EXERCISE INSTRUCTIONS: Here is the task for the records below: repeat exactly the lines from the one with "in this request" to the one with "impl fmt::Display for", both included, and nothing else.

DATA EXTRACTS:
//! Search attempt logging and history queries.
//!
//! Every orchestration run produces exactly one row here, success or
//! failure. Rows are append-only: there is deliberately no update path,
//! so a recorded outcome can never be rewritten.

use crate::error::{Result, StorageError};
use chrono::{DateTime, Utc};
use serde::{Deserialize, Serialize};
use sqlx::{Pool, Row, Sqlite};
use std::fmt;
use uuid::Uuid;

/// Terminal outcome of a search attempt.
#[derive(Debug, Clone, Copy, Serialize, Deserialize, PartialEq, Eq)]
pub enum AttemptOutcome {
    /// The case was fetched and persisted
    Success,
    /// The attempt failed (see `error_detail` for the kind)
    Failed,
    /// A captcha was surfaced but no code was supplied in this request
    CaptchaRequired,
    /// A wait window (challenge or overall budget) elapsed
    Timeout,
}

impl fmt::Display for AttemptOutcome {
    fn fmt(&self, f: &mut fmt::Formatter<'_>) -> fmt::Result {
        match self {
            Self::Success => write!(f, "Success"),
            Self::Failed => write!(f, "Failed"),
            Self::CaptchaRequired => write!(f, "CaptchaRequired"),
            Self::Timeout => write!(f, "Timeout"),
        }
    }
}

impl AttemptOutcome {
    fn parse(s: &str) -> Result<Self> {
        match s {
            "Success" => Ok(Self::Success),
            "Failed" => Ok(Self::Failed),
            "CaptchaRequired" => Ok(Self::CaptchaRequired),
            "Timeout" => Ok(Self::Timeout),
            other => Err(StorageError::Decode(format!(
                "unknown attempt outcome '{other}'"
            ))),
        }
    }
}

/// One recorded lookup request.
#[derive(Debug, Clone, Serialize, Deserialize)]
pub struct SearchAttempt {
    /// Unique identifier (UUID v4)
    pub id: String,
    /// Case type designation as submitted
    pub case_type: String,
    /// Case number as submitted
    pub case_number: String,
    /// Filing year as submitted
    pub year: i32,
    /// When the orchestration run started
    pub submitted_at: DateTime<Utc>,
    /// Terminal outcome
    pub outcome: AttemptOutcome,
    /// Failure kind and message, if the attempt failed
    pub error_detail: Option<String>,
}

/// Filter for history queries; `None` fields match everything.
#[derive(Debug, Clone, Default)]
pub struct HistoryFilter {
    /// Restrict to a case type
    pub case_type: Option<String>,
    /// Restrict to a case number
    pub case_number: Option<String>,
    /// Restrict to a year
    pub year: Option<i32>,
    /// Restrict to an outcome
    pub outcome: Option<AttemptOutcome>,
}

/// Page window for history queries.
#[derive(Debug, Clone, Copy)]
pub struct Pagination {
    /// Maximum rows returned
    pub limit: u32,
    /// Rows skipped from the newest end
    pub offset: u32,
}

impl Default for Pagination {
    fn default() -> Self {
        Self {
            limit: 50,
            offset: 0,
        }
    }
}

/// Append one immutable attempt row.
///
/// Raw strings rather than a validated key: failed validation must
/// still leave a trace of what was asked.
///
/// # Errors
/// Returns `StorageError` if the insert fails.
pub async fn log_attempt(
    pool: &Pool<Sqlite>,
    case_type: &str,
    case_number: &str,
    year: i32,
    submitted_at: DateTime<Utc>,
    outcome: AttemptOutcome,
    error_detail: Option<String>,
) -> Result<SearchAttempt> {
    let id = Uuid::new_v4().to_string();

    sqlx::query(
        "INSERT INTO search_attempts (id, case_type, case_number, year, submitted_at, outcome, error_detail)
         VALUES (?, ?, ?, ?, ?, ?, ?)",
    )
    .bind(&id)
    .bind(case_type)
    .bind(case_number)
    .bind(i64::from(year))
    .bind(submitted_at.to_rfc3339())
    .bind(outcome.to_string())
    .bind(&error_detail)
    .execute(pool)
    .await?;

    tracing::info!(
        attempt_id = %id,
        %outcome,
        "logged search attempt for {case_type} {case_number}/{year}"
    );

    Ok(SearchAttempt {
        id,
        case_type: case_type.to_string(),
        case_number: case_number.to_string(),
        year,
        submitted_at,
        outcome,
        error_detail,
    })
}

/// List attempt history, newest first.
///
/// # Errors
/// Returns `StorageError` if the query fails.
pub async fn list_history(
    pool: &Pool<Sqlite>,
    filter: &HistoryFilter,
    page: Pagination,
) -> Result<Vec<SearchAttempt>> {
    // Columns are NOT NULL, so COALESCE against the bound filter value
    // turns a None filter into a tautology.
    let rows = sqlx::query(
        "SELECT id, case_type, case_number, year, submitted_at, outcome, error_detail
         FROM search_attempts
         WHERE case_type = COALESCE(?, case_type)
           AND case_number = COALESCE(?, case_number)
           AND year = COALESCE(?, year)
           AND outcome = COALESCE(?, outcome)
         ORDER BY submitted_at DESC
         LIMIT ? OFFSET ?",
    )
    .bind(&filter.case_type)
    .bind(&filter.case_number)
    .bind(filter.year.map(i64::from))
    .bind(filter.outcome.map(|o| o.to_string()))
    .bind(i64::from(page.limit))
    .bind(i64::from(page.offset))
    .fetch_all(pool)
    .await?;

    parse_attempts_from_rows(rows)
}

/// Get one attempt by its ID.
///
/// # Errors
/// Returns `StorageError` if the query fails.
pub async fn get_by_id(pool: &Pool<Sqlite>, id: &str) -> Result<Option<SearchAttempt>> {
    let row = sqlx::query(
        "SELECT id, case_type, case_number, year, submitted_at, outcome, error_detail
         FROM search_attempts WHERE id = ?",
    )
    .bind(id)
    .fetch_optional(pool)
    .await?;

    match row {
        Some(row) => {
            let mut attempts = parse_attempts_from_rows(vec![row])?;
            Ok(attempts.pop())
        }
        None => Ok(None),
    }
}

fn parse_attempts_from_rows(rows: Vec<sqlx::sqlite::SqliteRow>) -> Result<Vec<SearchAttempt>> {
    rows.into_iter()
        .map(|row| -> Result<SearchAttempt> {
            let outcome_str: String = row.get("outcome");
            let outcome = AttemptOutcome::parse(&outcome_str)?;

            let submitted_at_str: String = row.get("submitted_at");
            let submitted_at = DateTime::parse_from_rfc3339(&submitted_at_str)
                .map_err(|e| StorageError::Decode(format!("bad submitted_at: {e}")))?
                .with_timezone(&Utc);

            let year: i64 = row.get("year");
            #[allow(clippy::cast_possible_truncation)]
            let year = year as i32;

            Ok(SearchAttempt {
                id: row.get("id"),
                case_type: row.get("case_type"),
                case_number: row.get("case_number"),
                year,
                submitted_at,
                outcome,
                error_detail: row.try_get("error_detail").ok().flatten(),
            })
        })
        .collect()
}

#[cfg(test)]
mod tests {
    use super::*;
    use crate::Database;

    async fn setup_test_db() -> Database {
        let db = Database::new(":memory:", 1).await.expect("create database");
        db.run_migrations().await.expect("run migrations");
        db
    }

    #[tokio::test]
    async fn test_log_attempt() {
        let db = setup_test_db().await;

        let attempt = log_attempt(
            db.pool(),
            "W.P.(C)",
            "1234",
            2023,
            Utc::now(),
            AttemptOutcome::Success,
            None,
        )
        .await
        .expect("log attempt");

        assert_eq!(attempt.case_type, "W.P.(C)");
        assert_eq!(attempt.outcome, AttemptOutcome::Success);

        let fetched = get_by_id(db.pool(), &attempt.id)
            .await
            .expect("get attempt")
            .expect("attempt exists");
        assert_eq!(fetched.case_number, "1234");
        assert_eq!(fetched.year, 2023);
    }

    #[tokio::test]
    async fn test_failed_attempt_keeps_detail() {
        let db = setup_test_db().await;

        let attempt = log_attempt(
            db.pool(),
            "CRL.A.",
            "7",
            2020,
            Utc::now(),
            AttemptOutcome::Failed,
            Some("site_unreachable: navigation retries exhausted".to_string()),
        )
        .await
        .expect("log attempt");

        let fetched = get_by_id(db.pool(), &attempt.id)
            .await
            .expect("get attempt")
            .expect("attempt exists");
        assert_eq!(fetched.outcome, AttemptOutcome::Failed);
        assert!(fetched
            .error_detail
            .expect("detail present")
            .contains("site_unreachable"));
    }

    #[tokio::test]
    async fn test_history_filter_and_pagination() {
        let db = setup_test_db().await;

        for i in 0..5 {
            log_attempt(
                db.pool(),
                "W.P.(C)",
                &format!("{i}"),
                2023,
                Utc::now() + chrono::Duration::seconds(i),
                if i % 2 == 0 {
                    AttemptOutcome::Success
                } else {
                    AttemptOutcome::Failed
                },
                None,
            )
            .await
            .expect("log attempt");
        }
        log_attempt(
            db.pool(),
            "CRL.A.",
            "99",
            2021,
            Utc::now(),
            AttemptOutcome::Timeout,
            None,
        )
        .await
        .expect("log attempt");

        let all = list_history(db.pool(), &HistoryFilter::default(), Pagination::default())
            .await
            .expect("list all");
        assert_eq!(all.len(), 6);

        let successes = list_history(
            db.pool(),
            &HistoryFilter {
                outcome: Some(AttemptOutcome::Success),
                ..HistoryFilter::default()
            },
            Pagination::default(),
        )
        .await
        .expect("list successes");
        assert_eq!(successes.len(), 3);

        let by_type = list_history(
            db.pool(),
            &HistoryFilter {
                case_type: Some("CRL.A.".to_string()),
                ..HistoryFilter::default()
            },
            Pagination::default(),
        )
        .await
        .expect("list by type");
        assert_eq!(by_type.len(), 1);
        assert_eq!(by_type[0].outcome, AttemptOutcome::Timeout);

        let page = list_history(
            db.pool(),
            &HistoryFilter::default(),
            Pagination {
                limit: 2,
                offset: 2,
            },
        )
        .await
        .expect("list page");
        assert_eq!(page.len(), 2);
    }

    #[tokio::test]
    async fn test_history_newest_first() {
        let db = setup_test_db().await;

        let earlier = Utc::now() - chrono::Duration::hours(1);
        log_attempt(
            db.pool(),
            "W.P.(C)",
            "1",
            2023,
            earlier,
            AttemptOutcome::Success,
            None,
        )
        .await
        .expect("log older");
        log_attempt(
            db.pool(),
            "W.P.(C)",
            "2",
            2023,
            Utc::now(),
            AttemptOutcome::Success,
            None,
        )
        .await
        .expect("log newer");

        let all = list_history(db.pool(), &HistoryFilter::default(), Pagination::default())
            .await
            .expect("list");
        assert_eq!(all[0].case_number, "2");
        assert_eq!(all[1].case_number, "1");
    }
}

ANSWER TO THIS TASK:
    /// A captcha was surfaced but no code was supplied in this request
    CaptchaRequired,
    /// A wait window (challenge or overall budget) elapsed
    Timeout,
}

impl fmt::Display for AttemptOutcome {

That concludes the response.